Part of the problem is that Edwards's career is, from an opponent's perspective, disappointingly clean. The most egregious litigation abuses of our day occur in the context of mass torts and class actions, which Edwards never touched. That's where suits are brought on behalf of hordes of barely injured people who hardly know of their lawyer's existence. Edwards, in contrast, represented only individuals, often children, who were all too genuinely injured. Though much of his work was medical malpractice--a flash point of fury in the health-care industry--it's a fury that doesn't translate well into a campaign issue. In 1998, Faircloth reportedly contemplated running campaign ads featuring a doctor who'd quit practice after Edwards sued him. He backed down, however, after Edwards threatened to rebut with ads starring the maimed little girl whom he had represented in the case, according to The Washington Monthly.

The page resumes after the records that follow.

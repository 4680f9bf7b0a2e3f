//! Git integration used to locate the workspace root.

use std::env;
use std::path::{Path, PathBuf};

use anyhow::{Context, Result};

/// Lightweight wrapper around [`gix::Repository`] discovery.
#[derive(Default)]
pub struct GitClient {
    repo: Option<gix::Repository>,
}

impl GitClient {
    /// Attempt to locate a git repository starting from `path`.
    pub fn discover(path: impl AsRef<Path>) -> Result<Self> {
        let repo = gix::discover(path).ok();
        Ok(Self { repo })
    }

    /// Root of the work tree if discovery succeeded and the repository is not bare.
    pub fn work_tree(&self) -> Option<PathBuf> {
        self.repo
            .as_ref()?
            .work_dir()
            .map(Path::to_path_buf)
    }
}

/// Determine the workspace root: the explicit directory if given, else the enclosing git work
/// tree, else the current directory.
pub fn workspace_root(explicit: Option<&Path>) -> Result<PathBuf> {
    if let Some(dir) = explicit {
        return std::path::absolute(dir)
            .with_context(|| format!("invalid workspace directory {}", dir.display()));
    }

    let cwd = env::current_dir().context("unable to determine working directory")?;
    let root = GitClient::discover(&cwd)?.work_tree().unwrap_or(cwd);
    std::path::absolute(&root)
        .with_context(|| format!("invalid workspace directory {}", root.display()))
}
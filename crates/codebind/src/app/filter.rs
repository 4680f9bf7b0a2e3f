//! Extension filtering for directory expansion.

use std::path::Path;

use crate::domain::model::FilterSpec;

/// Predicate built from a [`FilterSpec`].
///
/// An entry matches a file when the file name ends with it, so single extensions (`.ts`) and
/// compound ones (`.d.ts`) both work. Exclusion always wins over inclusion.
#[derive(Debug, Clone, Default)]
pub struct ExtensionFilter {
    include: Vec<String>,
    exclude: Vec<String>,
}

impl ExtensionFilter {
    pub fn new(spec: &FilterSpec) -> Self {
        Self {
            include: normalize_all(&spec.include),
            exclude: normalize_all(&spec.exclude),
        }
    }

    /// Returns whether a file found during a directory walk should be captured.
    pub fn accepts(&self, path: &Path) -> bool {
        let Some(name) = path.file_name().and_then(|name| name.to_str()) else {
            return self.include.is_empty();
        };

        let included = self.include.is_empty() || self.include.iter().any(|ext| matches(name, ext));
        let excluded = self.exclude.iter().any(|ext| matches(name, ext));
        included && !excluded
    }
}

/// Parse a comma-separated extension list such as `".ts, js"` into normalized entries.
pub fn parse_extension_list(raw: &str) -> Vec<String> {
    raw.split(',').filter_map(normalize_extension).collect()
}

fn normalize_all(entries: &[String]) -> Vec<String> {
    entries
        .iter()
        .filter_map(|entry| normalize_extension(entry))
        .collect()
}

fn normalize_extension(raw: &str) -> Option<String> {
    let trimmed = raw.trim();
    if trimmed.is_empty() || trimmed == "." {
        return None;
    }
    if trimmed.starts_with('.') {
        Some(trimmed.to_owned())
    } else {
        Some(format!(".{trimmed}"))
    }
}

fn matches(name: &str, ext: &str) -> bool {
    name.len() > ext.len() && name.ends_with(ext)
}

#[cfg(test)]
mod tests {
    use super::*;

    fn filter(include: &[&str], exclude: &[&str]) -> ExtensionFilter {
        ExtensionFilter::new(&FilterSpec {
            include: include.iter().map(|s| s.to_string()).collect(),
            exclude: exclude.iter().map(|s| s.to_string()).collect(),
        })
    }

    #[test]
    fn empty_spec_accepts_everything() {
        let filter = filter(&[], &[]);
        assert!(filter.accepts(Path::new("src/a.ts")));
        assert!(filter.accepts(Path::new("Makefile")));
    }

    #[test]
    fn include_restricts_to_listed_extensions() {
        let filter = filter(&[".ts", "rs"], &[]);
        assert!(filter.accepts(Path::new("a.ts")));
        assert!(filter.accepts(Path::new("lib.rs")));
        assert!(!filter.accepts(Path::new("b.js")));
        assert!(!filter.accepts(Path::new("Makefile")));
    }

    #[test]
    fn exclude_wins_over_include() {
        let filter1 = filter(&[".ts"], &[".ts"]);
        assert!(!filter1.accepts(Path::new("a.ts")));

        let filter2 = filter(&[".ts"], &[".d.ts"]);
        assert!(filter2.accepts(Path::new("a.ts")));
        assert!(!filter2.accepts(Path::new("types.d.ts")));
    }

    #[test]
    fn bare_dotfile_is_not_an_extension_match() {
        let filter = filter(&[".env"], &[]);
        assert!(!filter.accepts(Path::new(".env")));
        assert!(filter.accepts(Path::new("local.env")));
    }

    #[test]
    fn parses_comma_separated_lists() {
        assert_eq!(
            parse_extension_list(" .ts, js ,, ."),
            vec![".ts".to_string(), ".js".to_string()]
        );
        assert!(parse_extension_list("").is_empty());
    }
}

The rest of Edwards's docket was mainstream personal-injury work, like the one where a 5-year-old girl sat on an open wading-pool drain and had her intestines suctioned out of her. Business interests won't want to come anywhere near these cases.

Which is not to say that business has no reason to fear Edwards. They do. And their concerns should be magnified by the fact that Edwards's former finance chairman, and the current co-chair of the Kerry-Edwards Victory '04 Committee, is Fred Baron, a mass-filing asbestos lawyer. A Kerry-Edwards administration will obviously not be abolishing contingency fees anytime soon or adopting other sweeping reforms. But the truth is, neither will any other administration.

On the other hand, is it preposterous to suggest that Edwards might represent a rare Nixon-in-China opportunity? Could Edwards be the one politician whom labor unions and the more traditional elements of ATLA could trust to pare away the worst abuses of the current system without fundamentally undermining legitimate protections against corporate abuses?